Problem:
The records are given next. Repeat each one exactly.

*** Given records ***

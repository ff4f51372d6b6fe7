//! Functions applied to the displayed value.

use crate::{EngineError, UnaryFunction};

/// Applies `function` to `value`.
///
/// Trigonometric functions read `value` in degrees. `√x` needs a
/// non-negative argument and both logarithms need a positive one; anything
/// else is a [`EngineError::Domain`] error.
pub fn apply_unary(
    function: UnaryFunction,
    value: f64,
) -> Result<f64, EngineError> {
    let result = match function {
        UnaryFunction::Square => value * value,
        UnaryFunction::SquareRoot if value < 0.0 => return Err(EngineError::Domain(function)),
        UnaryFunction::SquareRoot => value.sqrt(),
        UnaryFunction::Sin => value.to_radians().sin(),
        UnaryFunction::Cos => value.to_radians().cos(),
        UnaryFunction::Tan => value.to_radians().tan(),
        UnaryFunction::Ln | UnaryFunction::Log if value <= 0.0 => {
            return Err(EngineError::Domain(function));
        }
        UnaryFunction::Ln => value.ln(),
        UnaryFunction::Log => value.log10(),
    };
    Ok(result)
}

#[cfg(test)]
mod tests {
    use pretty_assertions::assert_eq;

    use super::*;

    fn close(
        actual: f64,
        expected: f64,
    ) -> bool {
        (actual - expected).abs() < 1e-12
    }

    #[test]
    fn square_and_root() {
        assert_eq!(apply_unary(UnaryFunction::Square, -3.0), Ok(9.0));
        assert_eq!(apply_unary(UnaryFunction::SquareRoot, 16.0), Ok(4.0));
        assert_eq!(apply_unary(UnaryFunction::SquareRoot, 0.0), Ok(0.0));
    }

    #[test]
    fn root_of_negative_is_domain_error() {
        assert_eq!(
            apply_unary(UnaryFunction::SquareRoot, -9.0),
            Err(EngineError::Domain(UnaryFunction::SquareRoot))
        );
    }

    #[test]
    fn trigonometry_uses_degrees() {
        assert!(close(apply_unary(UnaryFunction::Sin, 90.0).unwrap(), 1.0));
        assert!(close(apply_unary(UnaryFunction::Cos, 180.0).unwrap(), -1.0));
        assert!(close(apply_unary(UnaryFunction::Tan, 45.0).unwrap(), 1.0));
        assert_eq!(apply_unary(UnaryFunction::Sin, 0.0), Ok(0.0));
    }

    #[test]
    fn logarithms() {
        assert!(close(apply_unary(UnaryFunction::Log, 1000.0).unwrap(), 3.0));
        assert_eq!(apply_unary(UnaryFunction::Ln, 1.0), Ok(0.0));
        assert!(close(
            apply_unary(UnaryFunction::Ln, std::f64::consts::E).unwrap(),
            1.0
        ));
    }

    #[test]
    fn logarithms_reject_non_positive_input() {
        for function in [UnaryFunction::Ln, UnaryFunction::Log] {
            assert_eq!(apply_unary(function, 0.0), Err(EngineError::Domain(function)));
            assert_eq!(apply_unary(function, -1.0), Err(EngineError::Domain(function)));
        }
    }
}
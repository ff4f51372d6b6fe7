use std::{fmt, str::FromStr};

use thiserror::Error;

use super::{Operator, UnaryFunction};

/// Error returned when a token does not name a calculator button.
#[derive(Debug, Error, Clone, PartialEq, Eq)]
#[error("unknown button '{0}'")]
pub struct ParseButtonError(pub String);

/// A single key press accepted by the engine.
#[derive(Debug, Clone, Copy, PartialEq, Eq, Hash)]
pub enum Button {
    Digit(u8),
    DecimalPoint,
    Operator(Operator),
    Equals,
    Clear,
    SignToggle,
    Function(UnaryFunction),
}

impl Button {
    /// Returns a digit button, or `None` for anything outside `0..=9`.
    pub fn digit(d: u8) -> Option<Self> {
        (d <= 9).then_some(Self::Digit(d))
    }

    /// The label printed on the keypad.
    pub fn label(&self) -> String {
        match self {
            Self::Digit(d) => d.to_string(),
            Self::DecimalPoint => ".".to_string(),
            Self::Operator(op) => op.symbol().to_string(),
            Self::Equals => "=".to_string(),
            Self::Clear => "C".to_string(),
            Self::SignToggle => "±".to_string(),
            Self::Function(function) => function.label().to_string(),
        }
    }
}

impl FromStr for Button {
    type Err = ParseButtonError;

    fn from_str(s: &str) -> Result<Self, Self::Err> {
        let token = s.trim();
        if let [b @ b'0'..=b'9'] = token.as_bytes() {
            return Ok(Self::Digit(b - b'0'));
        }
        match token {
            "." | "," => return Ok(Self::DecimalPoint),
            "=" => return Ok(Self::Equals),
            "C" | "c" => return Ok(Self::Clear),
            "±" | "+/-" | "neg" => return Ok(Self::SignToggle),
            _ => {}
        }
        if let Some(op) = Operator::parse(token) {
            return Ok(Self::Operator(op));
        }
        UnaryFunction::parse(token)
            .map(Self::Function)
            .ok_or_else(|| ParseButtonError(token.to_string()))
    }
}

impl fmt::Display for Button {
    fn fmt(
        &self,
        f: &mut fmt::Formatter<'_>,
    ) -> fmt::Result {
        f.write_str(&self.label())
    }
}
//! Two-operand evaluation.

use crate::{DivisionByZero, EngineError, Operator};

/// Evaluates `left <op> right`.
///
/// `÷` by zero follows `policy`. `%` is the floating remainder, taking the
/// sign of the dividend. `^` follows IEEE `pow`, so invalid combinations such
/// as a negative base with a fractional exponent yield `NaN`.
///
/// # Examples
///
/// ```
/// use calc_core::calculations::evaluate_binary;
/// use calc_core::{DivisionByZero, Operator};
///
/// assert_eq!(evaluate_binary(3.0, Operator::Divide, 2.0, DivisionByZero::Error), Ok(1.5));
/// assert_eq!(evaluate_binary(8.0, Operator::Divide, 0.0, DivisionByZero::ReturnDivisor), Ok(0.0));
/// assert!(evaluate_binary(8.0, Operator::Divide, 0.0, DivisionByZero::Error).is_err());
/// ```
pub fn evaluate_binary(
    left: f64,
    op: Operator,
    right: f64,
    policy: DivisionByZero,
) -> Result<f64, EngineError> {
    let value = match op {
        Operator::Add => left + right,
        Operator::Subtract => left - right,
        Operator::Multiply => left * right,
        Operator::Divide if right == 0.0 => match policy {
            DivisionByZero::ReturnDivisor => right,
            DivisionByZero::Error => return Err(EngineError::DivisionByZero),
        },
        Operator::Divide => left / right,
        Operator::Remainder => left % right,
        Operator::Power => left.powf(right),
    };
    Ok(value)
}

*** End of Given records ***

Problem solution:
repository ff4f51372d6b6fe7
//! Functions applied to the displayed value.

use crate::{EngineError, UnaryFunction};

/// Applies `function` to `value`.
///
/// Trigonometric functions read `value` in degrees. `√x` needs a
/// non-negative argument and both logarithms need a positive one; anything
/// else is a [`EngineError::Domain`] error.
pub fn apply_unary(
    function: UnaryFunction,
    value: f64,
) -> Result<f64, EngineError> {
    let result = match function {
        UnaryFunction::Square => value * value,
        UnaryFunction::SquareRoot if value < 0.0 => return Err(EngineError::Domain(function)),
        UnaryFunction::SquareRoot => value.sqrt(),
        UnaryFunction::Sin => value.to_radians().sin(),
        UnaryFunction::Cos => value.to_radians().cos(),
        UnaryFunction::Tan => value.to_radians().tan(),
        UnaryFunction::Ln | UnaryFunction::Log if value <= 0.0 => {
            return Err(EngineError::Domain(function));
        }
        UnaryFunction::Ln => value.ln(),
        UnaryFunction::Log => value.log10(),
    };
    Ok(result)
}

#[cfg(test)]
mod tests {
    use pretty_assertions::assert_eq;

    use super::*;

    fn close(
        actual: f64,
        expected: f64,
    ) -> bool {
        (actual - expected).abs() < 1e-12
    }

    #[test]
    fn square_and_root() {
        assert_eq!(apply_unary(UnaryFunction::Square, -3.0), Ok(9.0));
        assert_eq!(apply_unary(UnaryFunction::SquareRoot, 16.0), Ok(4.0));
        assert_eq!(apply_unary(UnaryFunction::SquareRoot, 0.0), Ok(0.0));
    }

    #[test]
    fn root_of_negative_is_domain_error() {
        assert_eq!(
            apply_unary(UnaryFunction::SquareRoot, -9.0),
            Err(EngineError::Domain(UnaryFunction::SquareRoot))
        );
    }

    #[test]
    fn trigonometry_uses_degrees() {
        assert!(close(apply_unary(UnaryFunction::Sin, 90.0).unwrap(), 1.0));
        assert!(close(apply_unary(UnaryFunction::Cos, 180.0).unwrap(), -1.0));
        assert!(close(apply_unary(UnaryFunction::Tan, 45.0).unwrap(), 1.0));
        assert_eq!(apply_unary(UnaryFunction::Sin, 0.0), Ok(0.0));
    }

    #[test]
    fn logarithms() {
        assert!(close(apply_unary(UnaryFunction::Log, 1000.0).unwrap(), 3.0));
        assert_eq!(apply_unary(UnaryFunction::Ln, 1.0), Ok(0.0));
        assert!(close(
            apply_unary(UnaryFunction::Ln, std::f64::consts::E).unwrap(),
            1.0
        ));
    }

    #[test]
    fn logarithms_reject_non_positive_input() {
        for function in [UnaryFunction::Ln, UnaryFunction::Log] {
            assert_eq!(apply_unary(function, 0.0), Err(EngineError::Domain(function)));
            assert_eq!(apply_unary(function, -1.0), Err(EngineError::Domain(function)));
        }
    }
}
repository ff4f51372d6b6fe7
use std::{fmt, str::FromStr};

use thiserror::Error;

use super::{Operator, UnaryFunction};

/// Error returned when a token does not name a calculator button.
#[derive(Debug, Error, Clone, PartialEq, Eq)]
#[error("unknown button '{0}'")]
pub struct ParseButtonError(pub String);

/// A single key press accepted by the engine.
#[derive(Debug, Clone, Copy, PartialEq, Eq, Hash)]
pub enum Button {
    Digit(u8),
    DecimalPoint,
    Operator(Operator),
    Equals,
    Clear,
    SignToggle,
    Function(UnaryFunction),
}

impl Button {
    /// Returns a digit button, or `None` for anything outside `0..=9`.
    pub fn digit(d: u8) -> Option<Self> {
        (d <= 9).then_some(Self::Digit(d))
    }

    /// The label printed on the keypad.
    pub fn label(&self) -> String {
        match self {
            Self::Digit(d) => d.to_string(),
            Self::DecimalPoint => ".".to_string(),
            Self::Operator(op) => op.symbol().to_string(),
            Self::Equals => "=".to_string(),
            Self::Clear => "C".to_string(),
            Self::SignToggle => "±".to_string(),
            Self::Function(function) => function.label().to_string(),
        }
    }
}

impl FromStr for Button {
    type Err = ParseButtonError;

    fn from_str(s: &str) -> Result<Self, Self::Err> {
        let token = s.trim();
        if let [b @ b'0'..=b'9'] = token.as_bytes() {
            return Ok(Self::Digit(b - b'0'));
        }
        match token {
            "." | "," => return Ok(Self::DecimalPoint),
            "=" => return Ok(Self::Equals),
            "C" | "c" => return Ok(Self::Clear),
            "±" | "+/-" | "neg" => return Ok(Self::SignToggle),
            _ => {}
        }
        if let Some(op) = Operator::parse(token) {
            return Ok(Self::Operator(op));
        }
        UnaryFunction::parse(token)
            .map(Self::Function)
            .ok_or_else(|| ParseButtonError(token.to_string()))
    }
}

impl fmt::Display for Button {
    fn fmt(
        &self,
        f: &mut fmt::Formatter<'_>,
    ) -> fmt::Result {
        f.write_str(&self.label())
    }
}
//! Two-operand evaluation.

use crate::{DivisionByZero, EngineError, Operator};

/// Evaluates `left <op> right`.
///
/// `÷` by zero follows `policy`. `%` is the floating remainder, taking the
/// sign of the dividend. `^` follows IEEE `pow`, so invalid combinations such
/// as a negative base with a fractional exponent yield `NaN`.
///
/// # Examples
///
/// ```
/// use calc_core::calculations::evaluate_binary;
/// use calc_core::{DivisionByZero, Operator};
///
/// assert_eq!(evaluate_binary(3.0, Operator::Divide, 2.0, DivisionByZero::Error), Ok(1.5));
/// assert_eq!(evaluate_binary(8.0, Operator::Divide, 0.0, DivisionByZero::ReturnDivisor), Ok(0.0));
/// assert!(evaluate_binary(8.0, Operator::Divide, 0.0, DivisionByZero::Error).is_err());
/// ```
pub fn evaluate_binary(
    left: f64,
    op: Operator,
    right: f64,
    policy: DivisionByZero,
) -> Result<f64, EngineError> {
    let value = match op {
        Operator::Add => left + right,
        Operator::Subtract => left - right,
        Operator::Multiply => left * right,
        Operator::Divide if right == 0.0 => match policy {
            DivisionByZero::ReturnDivisor => right,
            DivisionByZero::Error => return Err(EngineError::DivisionByZero),
        },
        Operator::Divide => left / right,
        Operator::Remainder => left % right,
        Operator::Power => left.powf(right),
    };
    Ok(value)
}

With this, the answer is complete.